FILING SHEET FOR EASTERN CAPE JUDGMENT


ECJ NO: 020/2006


PARTIES: BELINDA VERMAAK AND THE ROAD ACCIDENT FUND


REFERENCE NUMBERS –

  • Registrar: 2509/03



DATE HEARD: 20 FEBRUARY 2006

DATE DELIVERED: 03 MARCH 2006


JUDGE(S): JONES J


LEGAL REPRESENTATIVES –

Appearances:

  • for the State/Applicant(s)Appellant(s): P MOUTON

  • for the accused/respondent(s): LA SCHUBART


Instructing attorneys:

  • Applicant(s)/Appellant(s): LE ROUX INC.

  • Respondent(s): JOUBERT GALPHIN & SEARLE





























Possibly reportable

For circulation


In the High Court of South Africa

(South Eastern Cape Local Division) Case No 2509/03

Delivered:

In the matter between


BELINDA VERMAAK Plaintiff

and

THE ROAD ACCIDENT FUND Defendant


SUMMARY: Costs – action for damages for bodily injury – damages settled at R43 418-47 – whether costs on the high court scale or on the magistrates’ courts scale – prior agreement at pre-trial conference not to transfer the case to another court insufficient in the circumstances of the case to justify award of costs on high court scale.


JUDGMENT


JONES J:


[1] On 16 June 2001 the plaintiff suffered bodily injuries in the course of a motor collision in Uitenhage. A motor-car drove into the rear of the stationary car in which she was a front seat passenger and propelled her car forward so that it collided into the rear of the stationary car in front of it.

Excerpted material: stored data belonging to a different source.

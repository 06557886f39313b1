// Copyright (c) 2024-2026 Martin Schröder <info@swedishembedded.com>
//
// SPDX-License-Identifier: Apache-2.0
//! Append-oriented persistence for conversation history.
//!
//! Everything lives under `<projectDir>/.git/ai/`: one JSONL file per
//! session under `history/`, plus the `MODEL` and `PARAMETERS` metadata
//! files.  Writes are whole-file rewrites — the logs are small and the
//! format favors robustness over append speed.

use std::collections::BTreeMap;
use std::path::{Path, PathBuf};
use std::sync::Mutex;

use chrono::Utc;
use thiserror::Error;
use tracing::warn;
use uuid::Uuid;

use bard_model::Message;

use crate::validate::{validate, ProtocolViolation};

#[derive(Debug, Error)]
pub enum HistoryError {
    /// The sequence handed to [`write_session`] violates the tool-call
    /// pairing rule.  Nothing is written.
    #[error(transparent)]
    Protocol(#[from] ProtocolViolation),
    #[error("history I/O failed: {0}")]
    Io(#[from] std::io::Error),
}

/// A session recovered from disk.
#[derive(Debug, Clone)]
pub struct RestoredSession {
    pub messages: Vec<Message>,
    pub session_name: String,
}

fn ai_dir(project_dir: &Path) -> PathBuf {
    project_dir.join(".git").join("ai")
}

fn history_dir(project_dir: &Path) -> PathBuf {
    ai_dir(project_dir).join("history")
}

fn session_path(project_dir: &Path, session_name: &str) -> PathBuf {
    history_dir(project_dir).join(format!("{session_name}.jsonl"))
}

// ─── Session naming ───────────────────────────────────────────────────────────

static LAST_NAME: Mutex<Option<String>> = Mutex::new(None);

/// Generate a collision-resistant session name:
/// `<UTC instant>-<3 random [a-z0-9] chars>`, e.g.
/// `2026-08-01T14-03-22Z-9f1`.
///
/// Consecutive calls never return the same name, even within one second —
/// the suffix is regenerated until it differs from the previous result.
pub fn generate_session_name() -> String {
    let mut last = LAST_NAME.lock().unwrap();
    loop {
        let stamp = Utc::now().format("%Y-%m-%dT%H-%M-%SZ");
        let uuid = Uuid::new_v4().simple().to_string();
        let name = format!("{stamp}-{}", &uuid[..3]);
        if last.as_deref() != Some(name.as_str()) {
            *last = Some(name.clone());
            return name;
        }
    }
}

// ─── Session logs ─────────────────────────────────────────────────────────────

/// Restore the most recent persisted session for a project.
///
/// Lists `*.jsonl` files in the history directory, sorts lexicographically
/// (session names order chronologically) and takes the last.  Malformed
/// lines are skipped with a warning, never fatal — a partially corrupted
/// log still yields the recoverable prefix of the conversation.
pub async fn read_last_session(project_dir: &Path) -> Option<RestoredSession> {
    let dir = history_dir(project_dir);
    let mut entries = tokio::fs::read_dir(&dir).await.ok()?;
    let mut names: Vec<String> = Vec::new();
    while let Ok(Some(entry)) = entries.next_entry().await {
        let file_name = entry.file_name().to_string_lossy().into_owned();
        if let Some(stem) = file_name.strip_suffix(".jsonl") {
            names.push(stem.to_string());
        }
    }
    names.sort();
    let session_name = names.pop()?;

    let raw = tokio::fs::read_to_string(session_path(project_dir, &session_name))
        .await
        .ok()?;
    let mut messages = Vec::new();
    for (line_no, line) in raw.lines().enumerate() {
        if line.trim().is_empty() {
            continue;
        }
        match serde_json::from_str::<Message>(line) {
            Ok(m) => messages.push(m),
            Err(e) => {
                warn!(session = %session_name, line = line_no + 1, error = %e,
                    "skipping malformed history line");
            }
        }
    }
    Some(RestoredSession { messages, session_name })
}

/// Persist a message log, one JSON record per line.
///
/// The validator runs first: a pairing violation aborts the write and
/// surfaces as an error, because it indicates a bug upstream rather than an
/// environmental failure.
pub async fn write_session(
    project_dir: &Path,
    session_name: &str,
    messages: &[Message],
) -> Result<(), HistoryError> {
    validate(messages)?;

    let dir = history_dir(project_dir);
    tokio::fs::create_dir_all(&dir).await?;

    let mut out = String::new();
    for m in messages {
        out.push_str(&serde_json::to_string(m).expect("messages serialize infallibly"));
        out.push('\n');
    }
    tokio::fs::write(session_path(project_dir, session_name), out).await?;
    Ok(())
}

// ─── Metadata files ───────────────────────────────────────────────────────────

/// Read the persisted `"<provider>/<model>"` selection, if any.
pub async fn read_model(project_dir: &Path) -> Option<String> {
    let raw = tokio::fs::read_to_string(ai_dir(project_dir).join("MODEL"))
        .await
        .ok()?;
    let line = raw.lines().next()?.trim();
    (!line.is_empty()).then(|| line.to_string())
}

pub async fn write_model(project_dir: &Path, provider_model: &str) -> Result<(), HistoryError> {
    let dir = ai_dir(project_dir);
    tokio::fs::create_dir_all(&dir).await?;
    tokio::fs::write(dir.join("MODEL"), format!("{provider_model}\n")).await?;
    Ok(())
}

/// Read `KEY=VALUE` parameters.  `#` introduces comments, blank lines are
/// ignored, whitespace is trimmed around both sides of `=`.
pub async fn read_parameters(project_dir: &Path) -> BTreeMap<String, String> {
    let raw = match tokio::fs::read_to_string(ai_dir(project_dir).join("PARAMETERS")).await {
        Ok(r) => r,
        Err(_) => return BTreeMap::new(),
    };
    let mut params = BTreeMap::new();
    for line in raw.lines() {
        let line = line.trim();
        if line.is_empty() || line.starts_with('#') {
            continue;
        }
        if let Some((key, value)) = line.split_once('=') {
            params.insert(key.trim().to_string(), value.trim().to_string());
        }
    }
    params
}

pub async fn write_parameters(
    project_dir: &Path,
    params: &BTreeMap<String, String>,
) -> Result<(), HistoryError> {
    let dir = ai_dir(project_dir);
    tokio::fs::create_dir_all(&dir).await?;
    let mut out = String::new();
    for (key, value) in params {
        out.push_str(&format!("{key}={value}\n"));
    }
    tokio::fs::write(dir.join("PARAMETERS"), out).await?;
    Ok(())
}

// ─── Unit tests ──────────────────────────────────────────────────────────────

[2] This is the classic situation for a whiplash injury, and that is what happened to the plaintiff. In due course she claimed compensation for her injury from the defendant (the Fund) in terms of the provisions of the Road Accident Fund Act No 56 of 1996. The particulars of claim described the injury as severe and claimed compensation in the sum of R303 418-47 which was made up as follows:

past medical expenses R4 318-47

future medical expenses R120 000-00

loss of earning capacity R100 000-00

general damages R80 000-00.


[3] The Fund conceded liability on the merits in its plea, but alleged contributory negligence on the plaintiff’s part for failure to wear a safety belt. By the time the parties came to trial (20 February 2006) contributory negligence had become a dead issue. Neither party had given notice of expert evidence on the relationship between wearing a seatbelt and the mechanism and causation of whiplash injuries. It played no part in the case. The parties proceeded to settle the quantum of plaintiff’s damages. Their settlement is recorded in paragraphs 1 and 2 of a written document entitled ‘Agreement on Quantum’ which reflects a settlement amount of R43 428-47, plus the terms of a section 17(4)(a) undertaking in respect of future expenses. I have marked it ‘X’ for identification purposes.


[4] The parties could not however settle the issue of costs. The Fund took the view that, the agreed damages being well below the ceiling of an award which can be made in the magistrates’ courts (R100 000-00), costs should be on the appropriate magistrates’ courts scale. The plaintiff contended for costs on the high court scale despite the amount of the settlement. That is the only issue before me.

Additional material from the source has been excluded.